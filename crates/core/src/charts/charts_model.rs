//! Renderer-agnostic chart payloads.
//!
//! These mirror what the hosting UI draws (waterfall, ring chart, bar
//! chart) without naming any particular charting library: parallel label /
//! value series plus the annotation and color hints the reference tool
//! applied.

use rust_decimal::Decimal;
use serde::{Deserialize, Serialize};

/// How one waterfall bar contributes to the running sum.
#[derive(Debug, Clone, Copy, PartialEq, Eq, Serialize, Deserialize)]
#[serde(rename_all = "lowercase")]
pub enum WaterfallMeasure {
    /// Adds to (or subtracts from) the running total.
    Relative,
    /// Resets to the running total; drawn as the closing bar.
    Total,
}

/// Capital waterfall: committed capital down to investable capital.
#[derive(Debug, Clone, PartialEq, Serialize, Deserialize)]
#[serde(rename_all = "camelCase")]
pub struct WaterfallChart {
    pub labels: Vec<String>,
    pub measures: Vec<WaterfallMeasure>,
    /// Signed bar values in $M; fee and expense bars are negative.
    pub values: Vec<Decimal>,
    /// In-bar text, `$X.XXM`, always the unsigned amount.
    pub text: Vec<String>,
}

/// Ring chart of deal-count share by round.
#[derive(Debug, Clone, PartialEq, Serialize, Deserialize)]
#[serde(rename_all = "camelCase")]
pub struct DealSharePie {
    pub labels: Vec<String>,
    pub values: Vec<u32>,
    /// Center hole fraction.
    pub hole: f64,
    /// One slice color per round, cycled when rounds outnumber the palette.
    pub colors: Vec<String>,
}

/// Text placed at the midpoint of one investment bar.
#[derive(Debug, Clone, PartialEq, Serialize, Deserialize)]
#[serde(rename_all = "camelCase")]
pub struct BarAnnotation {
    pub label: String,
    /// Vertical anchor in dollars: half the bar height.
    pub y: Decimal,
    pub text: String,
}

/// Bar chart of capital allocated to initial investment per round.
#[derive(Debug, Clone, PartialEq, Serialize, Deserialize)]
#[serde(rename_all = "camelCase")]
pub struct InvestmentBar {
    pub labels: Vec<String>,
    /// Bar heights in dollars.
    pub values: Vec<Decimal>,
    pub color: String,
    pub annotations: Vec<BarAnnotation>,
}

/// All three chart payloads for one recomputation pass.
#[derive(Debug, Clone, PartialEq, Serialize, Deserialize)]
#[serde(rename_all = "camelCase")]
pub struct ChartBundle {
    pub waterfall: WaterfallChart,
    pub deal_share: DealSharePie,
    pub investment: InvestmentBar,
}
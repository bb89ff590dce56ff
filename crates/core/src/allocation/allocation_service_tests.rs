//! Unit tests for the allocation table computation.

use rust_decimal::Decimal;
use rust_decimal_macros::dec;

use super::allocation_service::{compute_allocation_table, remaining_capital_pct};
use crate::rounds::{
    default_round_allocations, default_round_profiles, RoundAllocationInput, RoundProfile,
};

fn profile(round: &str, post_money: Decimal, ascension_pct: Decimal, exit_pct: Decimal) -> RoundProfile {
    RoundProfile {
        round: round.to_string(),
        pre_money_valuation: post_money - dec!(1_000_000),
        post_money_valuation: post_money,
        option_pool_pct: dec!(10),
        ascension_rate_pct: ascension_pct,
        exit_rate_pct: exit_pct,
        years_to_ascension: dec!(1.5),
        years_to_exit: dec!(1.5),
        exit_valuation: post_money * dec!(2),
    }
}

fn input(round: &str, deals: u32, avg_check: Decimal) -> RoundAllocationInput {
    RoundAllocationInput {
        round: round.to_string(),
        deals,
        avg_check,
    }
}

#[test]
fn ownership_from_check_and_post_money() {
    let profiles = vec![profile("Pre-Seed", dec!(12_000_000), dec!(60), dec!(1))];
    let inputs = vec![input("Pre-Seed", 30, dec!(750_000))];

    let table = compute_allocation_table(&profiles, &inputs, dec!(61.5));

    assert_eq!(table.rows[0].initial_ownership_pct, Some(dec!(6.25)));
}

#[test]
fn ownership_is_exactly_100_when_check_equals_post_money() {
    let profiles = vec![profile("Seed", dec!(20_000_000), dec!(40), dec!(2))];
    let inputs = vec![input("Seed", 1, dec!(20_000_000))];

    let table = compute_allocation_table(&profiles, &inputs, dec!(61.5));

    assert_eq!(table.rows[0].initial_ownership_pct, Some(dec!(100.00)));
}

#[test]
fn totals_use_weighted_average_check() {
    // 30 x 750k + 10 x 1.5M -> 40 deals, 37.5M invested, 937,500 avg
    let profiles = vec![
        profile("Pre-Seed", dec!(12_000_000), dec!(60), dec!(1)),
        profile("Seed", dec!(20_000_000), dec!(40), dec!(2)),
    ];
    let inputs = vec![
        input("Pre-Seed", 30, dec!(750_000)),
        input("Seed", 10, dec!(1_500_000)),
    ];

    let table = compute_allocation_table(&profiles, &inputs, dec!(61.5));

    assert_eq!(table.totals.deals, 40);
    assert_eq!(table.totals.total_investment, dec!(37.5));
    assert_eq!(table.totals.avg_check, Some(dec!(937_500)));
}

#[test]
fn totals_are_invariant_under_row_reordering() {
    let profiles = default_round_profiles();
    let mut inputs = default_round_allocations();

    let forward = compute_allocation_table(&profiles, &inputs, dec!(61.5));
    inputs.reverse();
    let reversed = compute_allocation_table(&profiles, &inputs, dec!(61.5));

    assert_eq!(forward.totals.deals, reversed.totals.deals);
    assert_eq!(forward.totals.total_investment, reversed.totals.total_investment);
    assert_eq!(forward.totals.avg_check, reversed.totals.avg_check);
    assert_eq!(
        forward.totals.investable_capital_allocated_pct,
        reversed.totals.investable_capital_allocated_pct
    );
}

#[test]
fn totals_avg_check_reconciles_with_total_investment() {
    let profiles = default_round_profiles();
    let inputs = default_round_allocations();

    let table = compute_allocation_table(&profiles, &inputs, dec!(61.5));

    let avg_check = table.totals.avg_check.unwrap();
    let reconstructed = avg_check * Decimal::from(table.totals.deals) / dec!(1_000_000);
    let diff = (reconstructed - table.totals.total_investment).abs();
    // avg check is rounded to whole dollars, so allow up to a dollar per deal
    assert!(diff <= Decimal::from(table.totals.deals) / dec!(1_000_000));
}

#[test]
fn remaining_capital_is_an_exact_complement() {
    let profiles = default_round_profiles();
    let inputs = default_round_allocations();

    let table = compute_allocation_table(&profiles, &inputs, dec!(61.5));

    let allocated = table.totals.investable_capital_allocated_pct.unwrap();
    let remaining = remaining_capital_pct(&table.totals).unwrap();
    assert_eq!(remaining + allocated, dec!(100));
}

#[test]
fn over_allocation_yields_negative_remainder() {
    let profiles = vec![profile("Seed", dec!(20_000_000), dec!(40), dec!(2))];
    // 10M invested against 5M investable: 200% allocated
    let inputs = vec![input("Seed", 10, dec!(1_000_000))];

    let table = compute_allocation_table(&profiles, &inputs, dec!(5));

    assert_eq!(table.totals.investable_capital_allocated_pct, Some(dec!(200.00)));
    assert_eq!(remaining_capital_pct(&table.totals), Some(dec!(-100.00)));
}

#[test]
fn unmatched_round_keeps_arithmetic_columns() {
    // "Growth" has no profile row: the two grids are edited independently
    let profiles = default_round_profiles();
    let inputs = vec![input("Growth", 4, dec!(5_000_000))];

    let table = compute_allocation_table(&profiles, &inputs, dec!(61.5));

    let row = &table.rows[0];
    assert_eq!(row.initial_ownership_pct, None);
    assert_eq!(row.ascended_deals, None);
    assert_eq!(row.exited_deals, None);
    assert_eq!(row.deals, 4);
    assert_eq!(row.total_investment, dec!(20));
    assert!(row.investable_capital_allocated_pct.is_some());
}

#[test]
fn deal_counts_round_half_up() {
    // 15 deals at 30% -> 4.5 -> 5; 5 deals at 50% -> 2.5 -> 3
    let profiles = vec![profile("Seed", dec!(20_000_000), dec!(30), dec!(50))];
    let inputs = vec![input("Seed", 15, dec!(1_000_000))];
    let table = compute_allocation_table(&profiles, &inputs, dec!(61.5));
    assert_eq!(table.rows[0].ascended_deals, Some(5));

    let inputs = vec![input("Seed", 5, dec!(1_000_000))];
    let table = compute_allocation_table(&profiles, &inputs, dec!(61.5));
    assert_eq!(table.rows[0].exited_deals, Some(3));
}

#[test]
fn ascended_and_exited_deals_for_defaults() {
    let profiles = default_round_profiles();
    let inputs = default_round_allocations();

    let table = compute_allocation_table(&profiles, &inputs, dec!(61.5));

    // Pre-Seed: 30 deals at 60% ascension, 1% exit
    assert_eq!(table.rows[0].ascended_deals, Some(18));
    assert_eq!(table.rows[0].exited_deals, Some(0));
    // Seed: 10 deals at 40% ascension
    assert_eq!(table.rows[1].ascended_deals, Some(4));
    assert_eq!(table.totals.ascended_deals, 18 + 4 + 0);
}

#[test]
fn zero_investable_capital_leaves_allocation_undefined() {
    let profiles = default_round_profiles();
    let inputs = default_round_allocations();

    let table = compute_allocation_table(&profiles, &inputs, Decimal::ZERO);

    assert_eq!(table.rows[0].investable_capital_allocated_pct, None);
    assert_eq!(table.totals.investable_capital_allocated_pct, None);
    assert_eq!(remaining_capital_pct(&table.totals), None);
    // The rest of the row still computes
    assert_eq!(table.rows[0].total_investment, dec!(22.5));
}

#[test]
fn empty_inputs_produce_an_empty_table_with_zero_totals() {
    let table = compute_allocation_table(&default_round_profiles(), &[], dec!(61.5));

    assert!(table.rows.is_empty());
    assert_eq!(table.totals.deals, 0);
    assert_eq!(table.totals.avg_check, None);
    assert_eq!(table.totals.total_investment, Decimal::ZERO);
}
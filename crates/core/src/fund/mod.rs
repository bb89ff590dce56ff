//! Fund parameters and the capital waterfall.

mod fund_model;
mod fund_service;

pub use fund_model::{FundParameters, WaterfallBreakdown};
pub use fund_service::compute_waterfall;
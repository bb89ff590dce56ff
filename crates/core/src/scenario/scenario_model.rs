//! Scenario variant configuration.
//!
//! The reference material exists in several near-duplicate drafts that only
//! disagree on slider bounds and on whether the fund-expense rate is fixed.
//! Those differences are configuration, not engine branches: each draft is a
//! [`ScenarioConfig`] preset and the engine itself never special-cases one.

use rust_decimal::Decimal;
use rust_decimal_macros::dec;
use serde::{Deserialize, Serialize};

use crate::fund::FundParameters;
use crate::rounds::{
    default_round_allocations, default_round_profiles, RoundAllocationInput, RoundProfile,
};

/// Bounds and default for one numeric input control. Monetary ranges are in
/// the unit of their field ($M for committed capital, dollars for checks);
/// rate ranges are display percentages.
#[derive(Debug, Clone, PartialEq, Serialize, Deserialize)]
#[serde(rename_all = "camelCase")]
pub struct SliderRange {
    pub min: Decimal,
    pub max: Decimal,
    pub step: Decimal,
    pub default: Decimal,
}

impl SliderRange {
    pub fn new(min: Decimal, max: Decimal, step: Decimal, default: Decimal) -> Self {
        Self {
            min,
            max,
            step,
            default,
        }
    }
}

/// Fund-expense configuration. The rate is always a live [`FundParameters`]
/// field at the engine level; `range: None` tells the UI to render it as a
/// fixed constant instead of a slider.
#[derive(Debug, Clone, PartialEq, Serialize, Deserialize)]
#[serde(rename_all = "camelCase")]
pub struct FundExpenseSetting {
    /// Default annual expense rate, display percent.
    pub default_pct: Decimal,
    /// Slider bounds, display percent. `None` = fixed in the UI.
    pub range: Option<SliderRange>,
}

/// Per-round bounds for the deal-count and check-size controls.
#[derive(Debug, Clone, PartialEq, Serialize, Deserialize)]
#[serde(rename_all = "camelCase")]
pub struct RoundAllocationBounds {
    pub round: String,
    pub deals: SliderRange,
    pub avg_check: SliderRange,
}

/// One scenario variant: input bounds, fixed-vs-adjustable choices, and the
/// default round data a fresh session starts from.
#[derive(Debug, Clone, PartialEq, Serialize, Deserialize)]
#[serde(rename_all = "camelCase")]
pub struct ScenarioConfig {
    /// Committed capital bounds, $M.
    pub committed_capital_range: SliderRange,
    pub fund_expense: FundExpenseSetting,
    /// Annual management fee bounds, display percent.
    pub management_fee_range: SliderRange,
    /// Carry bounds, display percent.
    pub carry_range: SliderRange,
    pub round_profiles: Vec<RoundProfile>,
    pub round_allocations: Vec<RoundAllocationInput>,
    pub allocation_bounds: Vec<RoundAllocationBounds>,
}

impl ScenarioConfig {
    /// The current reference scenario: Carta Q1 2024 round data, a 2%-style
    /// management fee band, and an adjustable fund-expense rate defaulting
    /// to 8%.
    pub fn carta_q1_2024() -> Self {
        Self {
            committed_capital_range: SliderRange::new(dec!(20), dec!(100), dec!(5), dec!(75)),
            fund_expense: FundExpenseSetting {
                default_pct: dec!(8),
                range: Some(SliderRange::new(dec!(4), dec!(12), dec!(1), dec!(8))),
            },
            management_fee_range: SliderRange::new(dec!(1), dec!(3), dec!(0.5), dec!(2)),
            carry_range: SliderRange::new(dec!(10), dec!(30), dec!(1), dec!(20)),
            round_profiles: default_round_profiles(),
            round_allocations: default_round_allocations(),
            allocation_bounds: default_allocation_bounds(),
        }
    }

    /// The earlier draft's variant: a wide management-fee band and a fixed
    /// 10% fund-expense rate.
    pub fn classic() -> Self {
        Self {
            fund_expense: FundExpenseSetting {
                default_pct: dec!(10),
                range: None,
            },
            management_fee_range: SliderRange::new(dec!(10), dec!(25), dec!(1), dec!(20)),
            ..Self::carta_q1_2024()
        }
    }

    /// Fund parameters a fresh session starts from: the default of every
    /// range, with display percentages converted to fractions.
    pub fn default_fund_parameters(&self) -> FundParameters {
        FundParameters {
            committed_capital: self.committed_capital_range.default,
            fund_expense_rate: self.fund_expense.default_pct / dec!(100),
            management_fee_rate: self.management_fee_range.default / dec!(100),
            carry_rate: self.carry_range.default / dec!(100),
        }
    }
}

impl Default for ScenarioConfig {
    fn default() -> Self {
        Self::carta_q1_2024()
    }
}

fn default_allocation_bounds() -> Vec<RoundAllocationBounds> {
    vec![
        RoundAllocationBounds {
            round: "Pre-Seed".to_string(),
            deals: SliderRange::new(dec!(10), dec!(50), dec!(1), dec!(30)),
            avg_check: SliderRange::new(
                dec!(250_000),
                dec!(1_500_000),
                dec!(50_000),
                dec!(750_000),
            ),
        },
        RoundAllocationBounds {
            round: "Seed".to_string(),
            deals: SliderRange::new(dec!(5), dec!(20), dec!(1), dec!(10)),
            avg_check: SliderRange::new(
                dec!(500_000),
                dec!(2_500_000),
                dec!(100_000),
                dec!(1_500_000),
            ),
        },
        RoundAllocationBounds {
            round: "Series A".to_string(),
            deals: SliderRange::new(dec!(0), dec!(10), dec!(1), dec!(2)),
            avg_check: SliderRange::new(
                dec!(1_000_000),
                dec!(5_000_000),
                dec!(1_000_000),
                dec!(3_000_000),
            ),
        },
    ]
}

----------------------------------------

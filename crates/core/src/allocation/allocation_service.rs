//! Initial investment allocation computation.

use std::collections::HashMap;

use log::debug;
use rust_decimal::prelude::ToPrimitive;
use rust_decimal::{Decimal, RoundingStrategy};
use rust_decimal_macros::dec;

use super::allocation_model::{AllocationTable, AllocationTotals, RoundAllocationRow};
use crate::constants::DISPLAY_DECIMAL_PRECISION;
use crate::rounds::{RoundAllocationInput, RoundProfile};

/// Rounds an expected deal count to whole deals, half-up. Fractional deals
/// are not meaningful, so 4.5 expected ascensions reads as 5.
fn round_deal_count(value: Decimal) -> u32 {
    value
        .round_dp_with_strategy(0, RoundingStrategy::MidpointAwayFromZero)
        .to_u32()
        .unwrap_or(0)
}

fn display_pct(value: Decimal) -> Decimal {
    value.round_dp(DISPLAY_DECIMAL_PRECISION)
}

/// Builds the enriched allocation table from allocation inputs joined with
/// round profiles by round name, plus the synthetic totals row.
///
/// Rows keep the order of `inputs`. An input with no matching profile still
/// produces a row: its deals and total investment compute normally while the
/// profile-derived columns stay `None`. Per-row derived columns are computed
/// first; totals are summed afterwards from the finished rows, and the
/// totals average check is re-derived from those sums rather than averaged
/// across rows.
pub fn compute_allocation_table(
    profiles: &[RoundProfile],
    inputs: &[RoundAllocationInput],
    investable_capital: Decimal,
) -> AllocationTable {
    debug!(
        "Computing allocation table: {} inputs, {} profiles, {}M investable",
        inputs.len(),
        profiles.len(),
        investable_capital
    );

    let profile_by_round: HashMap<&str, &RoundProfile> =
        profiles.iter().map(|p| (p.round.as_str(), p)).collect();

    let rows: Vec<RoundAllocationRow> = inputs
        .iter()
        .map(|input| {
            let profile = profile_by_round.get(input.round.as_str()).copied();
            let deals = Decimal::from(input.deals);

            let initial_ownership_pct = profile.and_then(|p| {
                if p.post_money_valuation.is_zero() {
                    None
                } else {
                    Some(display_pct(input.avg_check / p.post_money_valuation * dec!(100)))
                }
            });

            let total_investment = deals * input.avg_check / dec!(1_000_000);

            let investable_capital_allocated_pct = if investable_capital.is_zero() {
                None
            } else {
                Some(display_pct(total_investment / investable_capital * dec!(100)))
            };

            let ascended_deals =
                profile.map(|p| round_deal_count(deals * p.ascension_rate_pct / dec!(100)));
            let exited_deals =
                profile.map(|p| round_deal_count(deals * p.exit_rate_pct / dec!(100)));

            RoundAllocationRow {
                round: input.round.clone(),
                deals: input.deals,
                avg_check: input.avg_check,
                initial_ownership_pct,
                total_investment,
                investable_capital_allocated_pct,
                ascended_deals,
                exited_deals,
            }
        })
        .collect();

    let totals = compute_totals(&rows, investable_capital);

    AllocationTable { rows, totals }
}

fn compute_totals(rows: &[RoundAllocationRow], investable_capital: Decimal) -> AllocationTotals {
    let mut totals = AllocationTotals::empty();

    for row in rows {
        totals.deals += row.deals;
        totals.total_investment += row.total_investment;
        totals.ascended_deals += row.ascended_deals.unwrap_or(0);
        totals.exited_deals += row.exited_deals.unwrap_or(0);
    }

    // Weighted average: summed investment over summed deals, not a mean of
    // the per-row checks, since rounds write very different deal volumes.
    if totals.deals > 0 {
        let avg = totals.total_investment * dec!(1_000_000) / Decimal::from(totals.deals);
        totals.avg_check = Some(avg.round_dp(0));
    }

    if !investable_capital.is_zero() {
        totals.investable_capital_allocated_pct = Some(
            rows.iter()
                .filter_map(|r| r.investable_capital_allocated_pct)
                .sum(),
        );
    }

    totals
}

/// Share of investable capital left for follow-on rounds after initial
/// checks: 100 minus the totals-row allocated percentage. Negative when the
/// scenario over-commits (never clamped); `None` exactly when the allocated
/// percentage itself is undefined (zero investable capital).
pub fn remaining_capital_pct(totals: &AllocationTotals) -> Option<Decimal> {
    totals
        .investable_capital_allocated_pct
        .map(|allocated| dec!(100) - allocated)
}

----------------------------------------

Only lines with the word "values" should be collected from the material.

    /// Signed bar values in $M; fee and expense bars are negative.
    pub values: Vec<Decimal>,
    pub values: Vec<u32>,
    pub values: Vec<Decimal>,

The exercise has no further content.